Frequently, nursing homes and assisted living facilities will hide arbirtation agreements in their admissions agreement. The purpose is to prevent you from seeking justice in front of a jury if they hurt or kill you or your loved one. It is important to read those documents carefully and either cross-out or refuse to sign those agreements unless you want to risk having a bean-counter decide how much justice your family deserves.
On May 19, 2023, the Kentucky Court of Appeals decided Paducah Center for Health and Rehabilitation v. Penix. Although this is a Kentucky case, it is worth reviewing because contract principles allowed the Court to reject a motion to compel arbitration.
Terry Penix was a resident at the Paducah Center for approximately one year prior to his death in March 2021. He went home on hospice and, after his death, his estate filed an ation for wrongful death, negligence, loss of consortium, and punitive damages. The nursing home filed a motion to dismiss and to compel arbitration. The trial court denied both motions.

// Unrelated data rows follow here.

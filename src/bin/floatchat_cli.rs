//! FloatChat Command Line Interface
//!
//! Drives the query engine stage by stage for local debugging.
//!
//! # Usage
//!
//! ```bash
//! # Show the operator DAG for a query
//! floatchat_cli parse "Show temperature in the Arabian Sea for 2020"
//!
//! # Plan with a 300ms deadline
//! floatchat_cli plan --deadline-ms 300 "salinity gradient near Sri Lanka"
//!
//! # Plan a saved (possibly hand-edited) DAG
//! floatchat_cli -o json parse "oxygen in the Bay of Bengal" > dag.json
//! floatchat_cli plan --dag dag.json
//!
//! # Run the security stages only
//! echo "'; DROP TABLE profiles; --" | floatchat_cli validate
//!
//! # Full pipeline against the configured executors
//! floatchat_cli -o json run "temperature profiles for float 2902746"
//! ```

use anyhow::{anyhow, Context, Result};
use clap::{Parser, Subcommand, ValueEnum};
use colored::Colorize;
use floatchat::types::{
    ExecutionPlan, ParseMode, SecurityValidation, SemanticOperatorDAG, ThreatLevel,
};
use floatchat::{EngineConfig, EngineError, ParseContext, QueryEngine, QueryOutcome};
use std::io::{self, IsTerminal, Read};
use std::path::PathBuf;
use std::process::ExitCode;

#[derive(Parser)]
#[command(name = "floatchat_cli")]
#[command(version = "0.1.0")]
#[command(about = "Parse, plan, screen and run natural-language ARGO queries")]
#[command(long_about = None)]
struct Cli {
    #[command(subcommand)]
    command: Commands,

    /// Output format
    #[arg(long, short = 'o', global = true, default_value = "pretty", value_enum)]
    format: OutputFormat,

    /// Parse mode: explorer or power
    #[arg(long, global = true, default_value = "explorer")]
    mode: ParseMode,
}

#[derive(Clone, Copy, PartialEq, Eq, ValueEnum)]
enum OutputFormat {
    Json,
    Pretty,
}

#[derive(Subcommand)]
enum Commands {
    /// Parse a query into an operator DAG
    Parse {
        /// Query text (reads stdin if not provided)
        query: Option<String>,
    },

    /// Parse and plan without executing
    Plan {
        query: Option<String>,

        /// Plan a DAG from a JSON file instead of parsing a query
        #[arg(long, value_name = "FILE", conflicts_with = "query")]
        dag: Option<PathBuf>,

        /// Latency budget in milliseconds
        #[arg(long, env = "DEFAULT_DEADLINE_MS")]
        deadline_ms: Option<u64>,
    },

    /// Run the security stages on a query
    Validate {
        query: Option<String>,

        /// User id for rate limiting
        #[arg(long)]
        user: Option<String>,
    },

    /// Full pipeline: parse, screen, plan, execute
    Run {
        query: Option<String>,

        #[arg(long)]
        deadline_ms: Option<u64>,

        #[arg(long)]
        user: Option<String>,
    },
}

// =============================================================================
// MAIN
// =============================================================================

#[tokio::main]
async fn main() -> ExitCode {
    dotenvy::dotenv().ok();

    tracing_subscriber::fmt()
        .with_env_filter(
            tracing_subscriber::EnvFilter::from_default_env()
                .add_directive(tracing::Level::WARN.into()),
        )
        .with_writer(io::stderr)
        .init();

    let cli = Cli::parse();

    let result = match build_engine() {
        Ok(engine) => match cli.command {
            Commands::Parse { query } => cmd_parse(&engine, query, cli.mode, cli.format),
            Commands::Plan {
                query,
                dag,
                deadline_ms,
            } => cmd_plan(&engine, query, dag, cli.mode, deadline_ms, cli.format).await,
            Commands::Validate { query, user } => {
                cmd_validate(&engine, query, user, cli.mode, cli.format).await
            }
            Commands::Run {
                query,
                deadline_ms,
                user,
            } => cmd_run(&engine, query, cli.mode, deadline_ms, user, cli.format).await,
        },
        Err(e) => Err(e),
    };

    match result {
        Ok(()) => ExitCode::SUCCESS,
        Err(e) => {
            if cli.format == OutputFormat::Json {
                println!("{}", serde_json::json!({"error": format!("{:#}", e)}));
            } else {
                eprintln!("{}: {:#}", "error".red().bold(), e);
            }
            ExitCode::FAILURE
        }
    }
}

fn build_engine() -> Result<QueryEngine> {
    let config = EngineConfig::from_env().context("Invalid configuration")?;
    Ok(QueryEngine::from_config(&config)?)
}

// =============================================================================
// COMMAND IMPLEMENTATIONS
// =============================================================================

fn cmd_parse(
    engine: &QueryEngine,
    query: Option<String>,
    mode: ParseMode,
    format: OutputFormat,
) -> Result<()> {
    let query = read_query(query)?;
    let dag = engine.parser().parse(&query, &ParseContext::new(), mode);

    match format {
        OutputFormat::Json => print_json(&dag)?,
        OutputFormat::Pretty => print_dag(&dag),
    }
    Ok(())
}

async fn cmd_plan(
    engine: &QueryEngine,
    query: Option<String>,
    dag_file: Option<PathBuf>,
    mode: ParseMode,
    deadline_ms: Option<u64>,
    format: OutputFormat,
) -> Result<()> {
    let plan = match dag_file {
        Some(path) => {
            let json = std::fs::read_to_string(&path)
                .with_context(|| format!("Failed to read {}", path.display()))?;
            engine.plan_submitted(&json, deadline_ms).await?
        }
        None => {
            let query = read_query(query)?;
            let dag = engine.parser().parse(&query, &ParseContext::new(), mode);
            engine
                .planner()
                .plan(&dag, deadline_ms)
                .await
                .map_err(EngineError::from)?
        }
    };

    match format {
        OutputFormat::Json => print_json(&plan)?,
        OutputFormat::Pretty => print_plan(&plan, deadline_ms),
    }
    Ok(())
}

async fn cmd_validate(
    engine: &QueryEngine,
    query: Option<String>,
    user: Option<String>,
    mode: ParseMode,
    format: OutputFormat,
) -> Result<()> {
    let query = read_query(query)?;
    let dag = engine.parser().parse(&query, &ParseContext::new(), mode);
    let validation = engine
        .bridge()
        .validate(&query, Some(&dag), user.as_deref())
        .await;

    match format {
        OutputFormat::Json => print_json(&validation)?,
        OutputFormat::Pretty => print_validation(&validation),
    }

    if validation.passed {
        Ok(())
    } else {
        Err(anyhow!("Query rejected"))
    }
}

async fn cmd_run(
    engine: &QueryEngine,
    query: Option<String>,
    mode: ParseMode,
    deadline_ms: Option<u64>,
    user: Option<String>,
    format: OutputFormat,
) -> Result<()> {
    let query = read_query(query)?;
    let outcome = engine
        .handle_in_mode(&query, &ParseContext::new(), mode, user.as_deref(), deadline_ms)
        .await?;

    match outcome {
        QueryOutcome::ClarificationNeeded { dag, alternatives } => match format {
            OutputFormat::Json => print_json(&serde_json::json!({
                "clarification_needed": true,
                "dag": dag,
                "alternatives": alternatives,
            }))?,
            OutputFormat::Pretty => {
                println!(
                    "{} Low confidence ({:.2}), did you mean:",
                    "?".yellow().bold(),
                    dag.confidence
                );
                for (i, alt) in alternatives.iter().enumerate() {
                    println!("  [{}] {} ({:.2})", i, alt.intent, alt.confidence);
                }
            }
        },
        QueryOutcome::Executed { plan, result, .. } => match format {
            OutputFormat::Json => print_json(&result)?,
            OutputFormat::Pretty => {
                print_plan(&plan, deadline_ms);
                let status = if result.success {
                    "OK".green().bold()
                } else {
                    "PARTIAL".yellow().bold()
                };
                println!(
                    "{} {} rows, {} cache hits, confidence {:.2}, {:.1}ms",
                    status,
                    result.rows_processed,
                    result.cache_hits,
                    result.confidence,
                    result.execution_time_ms
                );
                for error in &result.errors {
                    println!("  {} {}: {}", "x".red(), error.step, error.message);
                }
                println!("{}", serde_json::to_string_pretty(&result.data)?);
            }
        },
    }
    Ok(())
}

// =============================================================================
// OUTPUT
// =============================================================================

fn print_json<T: serde::Serialize>(value: &T) -> Result<()> {
    println!(
        "{}",
        serde_json::to_string_pretty(value).context("JSON serialization failed")?
    );
    Ok(())
}

fn print_dag(dag: &SemanticOperatorDAG) {
    println!(
        "{} intent {} confidence {:.2}",
        "OK".green().bold(),
        dag.intent.to_string().cyan(),
        dag.confidence
    );
    for (i, op) in dag.operators.iter().enumerate() {
        println!(
            "  [{}] {} {}",
            i,
            op.kind.as_str().bold(),
            serde_json::Value::Object(op.params.clone())
        );
    }
    if !dag.alternatives.is_empty() {
        println!("  {} alternative reading(s)", dag.alternatives.len());
    }
}

fn print_plan(plan: &ExecutionPlan, deadline_ms: Option<u64>) {
    let budget = deadline_ms
        .map(|d| format!(" / {}ms", d))
        .unwrap_or_default();
    println!(
        "{} plan {} est. {:.1}ms{}",
        "OK".green().bold(),
        plan.plan_id,
        plan.estimated_cost,
        budget
    );
    for (g, group) in plan.parallel_groups.iter().enumerate() {
        println!("{}:", format!("Group {}", g).cyan().bold());
        for &idx in group {
            let step = &plan.steps[idx];
            println!(
                "  {} -> {} ({:.1}ms, timeout {}ms)",
                step.operator.kind.as_str(),
                step.target_executor,
                step.operator.estimated_cost,
                step.timeout_ms
            );
        }
    }
}

fn print_validation(validation: &SecurityValidation) {
    let level = match validation.threat_level {
        ThreatLevel::Safe => validation.threat_level.to_string().green().bold(),
        ThreatLevel::Suspicious => validation.threat_level.to_string().yellow().bold(),
        ThreatLevel::Blocked => validation.threat_level.to_string().red().bold(),
    };
    println!(
        "{} at stage {} (confidence {:.2}, {:.2}ms)",
        level, validation.stage_reached, validation.confidence, validation.latency_ms
    );
    for issue in &validation.issues {
        println!("  - {}", issue);
    }
}

fn read_query(query: Option<String>) -> Result<String> {
    let query = match query {
        Some(q) => q,
        None => {
            if io::stdin().is_terminal() {
                return Err(anyhow!(
                    "No query provided. Pass it as an argument or pipe it via stdin."
                ));
            }
            let mut buffer = String::new();
            io::stdin()
                .read_to_string(&mut buffer)
                .context("Failed to read stdin")?;
            buffer
        }
    };
    Ok(query.trim().to_string())
}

When Mr. Penix was admitted to the nursing home, his wife, Teresa, signed the Admissions Agreement. The agreement included varios defintions, including a defintion for “Sponsor.” Teresa signed the agreement and, where it requested that she state her relation, she wrote “wife.” Sponsor was defined as someone who was a conservator or who held a power of attorney.
The 12 page agreement included a section entitled “disputes.” In that section, residents are asked to agree to resolve all disputes exclusively through mandatory mediation, followed by binding arbitration. The language from the agreement is on page four of the decision.
The Kentucky Court found that arbitration agreement, being contracts, are subject to the principles governing contract law. Although both federal and State law favor arbitration (or at least do not disfavor it), both require the existence of a valid contract for arbitration can be compelled. Nothing in the Federal Arbitration Act, 9 U.S.C.§§ 1-402, modifies basic principles of state contract law.
In reviewing the agreement, the trial court notied that although Teresa was Terry’s agent under a power of attorney and health care advance directive, the issue was whether she signed the agreement in that capacity. The trial court found she did not, and the Court of Appeals agreed. Even where Teresa signed as sponsor, she wrote “Terry L. Penix,” not her own name. Teresa argued that she never signed the agreement in her capacity as attorney-in-fact; she signed as wife. The Court cited Cambridge Place Group, LLC v. Mundy, 617 S.W.3d 838, 840 (Ky. App. 2021), as a strikingly similar case. There, the Court held that an arbitration agreement was invlid because the resident’s spouse wrote “wife” above a line entitled “Legal Representative Capacity.”
The Court affirmed the trial court, concluding:
Based upon general contract principles and upon ample authorities upholding a resident’s fundamental right to a jury trial, unless clearly released by a power of attorney granting full authority to do so, the trial court properly applied the law in finding that Stonecreek did not meet its burden of establishing a valid, enforceable agreement.